I want to tell you right
now. If you are dealing with this type
of loss there is one thing that you need to know: YOU ARE NOT AT FAULT. Many times people that are contemplating
suicide bottle up those emotions because they think they are alone even when it
is far from the truth. They never wanted
to hurt anyone that is the reason that they keep it to themselves. The thought process is clouded by a hurt that
no one can understand. Many would never
had taken that last step if they had known how many people they would leave
behind that are mourning their loss.
You have to remember
that suicide is an act that one person takes.
It isn’t something that you have caused or didn’t stop from
happening. I have someone very close in
my life that lost her sister to suicide.
She has days that she wished it had been her instead of her beloved
twin. It has been twenty years since
this happened and she still deals with the feelings of guilt and loss. I tell her all the time that if her sister
knew how much hurt this would have caused her and the rest of the family she
would have never had done it. Yet, the
ugly head of pain and loss surfaces every time there is something that she
wishes she could call and share with her best friend.
Yet, these are not the
only things that we can lose in life. There
are many like myself that have lost jobs, independence and health. We go through these things and wonder what we
have done so wrong in our life. We have
good paying jobs that we have dedicated our life to but one day it’s gone. We are able to do things independently and
out of the blue we become dependent on others.

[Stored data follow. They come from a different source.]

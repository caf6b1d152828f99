#[derive(Debug, Clone)]
pub struct BroadcastMessage {
    pub text: String,
    pub photo_id: Option<String>,
}
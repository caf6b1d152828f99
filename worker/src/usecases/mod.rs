pub mod remind_expiring;
pub mod revoke_expired;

We have relatively good health and then one day the ugly head of
sickness attacks us and everything changes.
Sadly, one of these events
can actually trigger the others. I was a
pretty healthy person other than being overweight. Then my life changed in a flash. I started getting dizzy and losing my
balance. I started throwing up solid
foods hours after eating. I started having pain that was out of control. With all of this I actually lost my
independence to get around on my own.
Then top it off I got so sick that I could no longer work.
I could have easily
thrown my arms up and given up. I had
enough reason to. I started feeling like
I was a burden. Things even got worse
when I almost lost my house because of losing my income.
Yet, it was during this
time that I really learned how to deal with losses. This is where the Christian Prospective comes
into play. Be forewarned this lesson is
easy to say and listen to, but hard to live.

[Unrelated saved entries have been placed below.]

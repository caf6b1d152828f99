use axum::{
    Json, Router,
    extract::{Path, State},
    http::StatusCode,
    routing::{get, post},
};
use chrono::{DateTime, Utc};
use serde::{Deserialize, Serialize};
use std::sync::Arc;
use tracing::info;

use crate::auth::{AdminAuth, ServiceAuth};
use crate::axum_http::error_responses::AppError;
use application::usecases::memberships::MembershipUseCase;
use domain::value_objects::memberships::MembershipProfile;
use infra::db::{postgres::postgres_connection::PgPool, repositories::users::UserPostgres};

type MembershipsState = Arc<MembershipUseCase<UserPostgres>>;

pub fn routes(db_pool: Arc<PgPool>) -> Router {
    let membership_usecase =
        MembershipUseCase::new(Arc::new(UserPostgres::new(Arc::clone(&db_pool))));

    Router::new()
        .route("/:user_id", get(profile))
        .route("/:user_id/extend", post(extend))
        .route("/:user_id/revoke", post(revoke))
        .with_state(Arc::new(membership_usecase))
}

#[derive(Debug, Deserialize)]
pub struct ExtendRequest {
    pub days: i64,
}

#[derive(Debug, Serialize)]
pub struct ExtendResponse {
    pub new_end_date: DateTime<Utc>,
}

pub async fn profile(
    State(membership_usecase): State<MembershipsState>,
    _auth: ServiceAuth,
    Path(user_id): Path<i64>,
) -> Result<Json<MembershipProfile>, AppError> {
    let profile = membership_usecase.profile(user_id).await?;

    Ok(Json(profile))
}

pub async fn extend(
    State(membership_usecase): State<MembershipsState>,
    admin: AdminAuth,
    Path(user_id): Path<i64>,
    Json(payload): Json<ExtendRequest>,
) -> Result<Json<ExtendResponse>, AppError> {
    info!(
        admin_id = admin.admin_id,
        user_id,
        days = payload.days,
        "memberships: manual extension requested"
    );

    let new_end_date = membership_usecase.extend(user_id, payload.days).await?;

    Ok(Json(ExtendResponse { new_end_date }))
}

pub async fn revoke(
    State(membership_usecase): State<MembershipsState>,
    admin: AdminAuth,
    Path(user_id): Path<i64>,
) -> Result<StatusCode, AppError> {
    info!(
        admin_id = admin.admin_id,
        user_id, "memberships: manual revoke requested"
    );

    membership_usecase.revoke(user_id).await?;

    Ok(StatusCode::NO_CONTENT)
}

There are things that you have to accept that takes things out of your
control. Miraculously this applies to
all kinds of losses. If you follow it
you will come to see that you have help all the time if you call on it.
· God has plans for your life.
· God is there to help you through the hard times
of your life.
· Miracles will happen in your life if you will
let God help you.
· Life doesn’t end when you lose the things you
cherish.
· You can make a difference in one person’s life,
YOUR LIFE.
· You can still be used by God no matter what you
are going through.
· Your life is important to God and Others.
· God is Bigger than any problem you will ever go
through.
· God is there if all else fails.
· God Never Abandons You.
· Nothing you do will separate you from the Love
of God.
· God will send the people that you need in your
life.
· Take comfort in knowing that God sent Jesus to
take away all your Sins.
· You can make it as long as you Let God take the
Lead.
· GOD LOVES YOU!
If you can keep these
things in your mind as you face losses you will see that you have internal
peace. If you haven’t asked God in your
life today is a good day. God doesn’t care
who you are. God doesn’t care what you
have done in your life. God doesn’t care
about what others say. GOD’S LOVE IS
ETERNAL. Remember these things and you
will be able to deal with losses when they happen.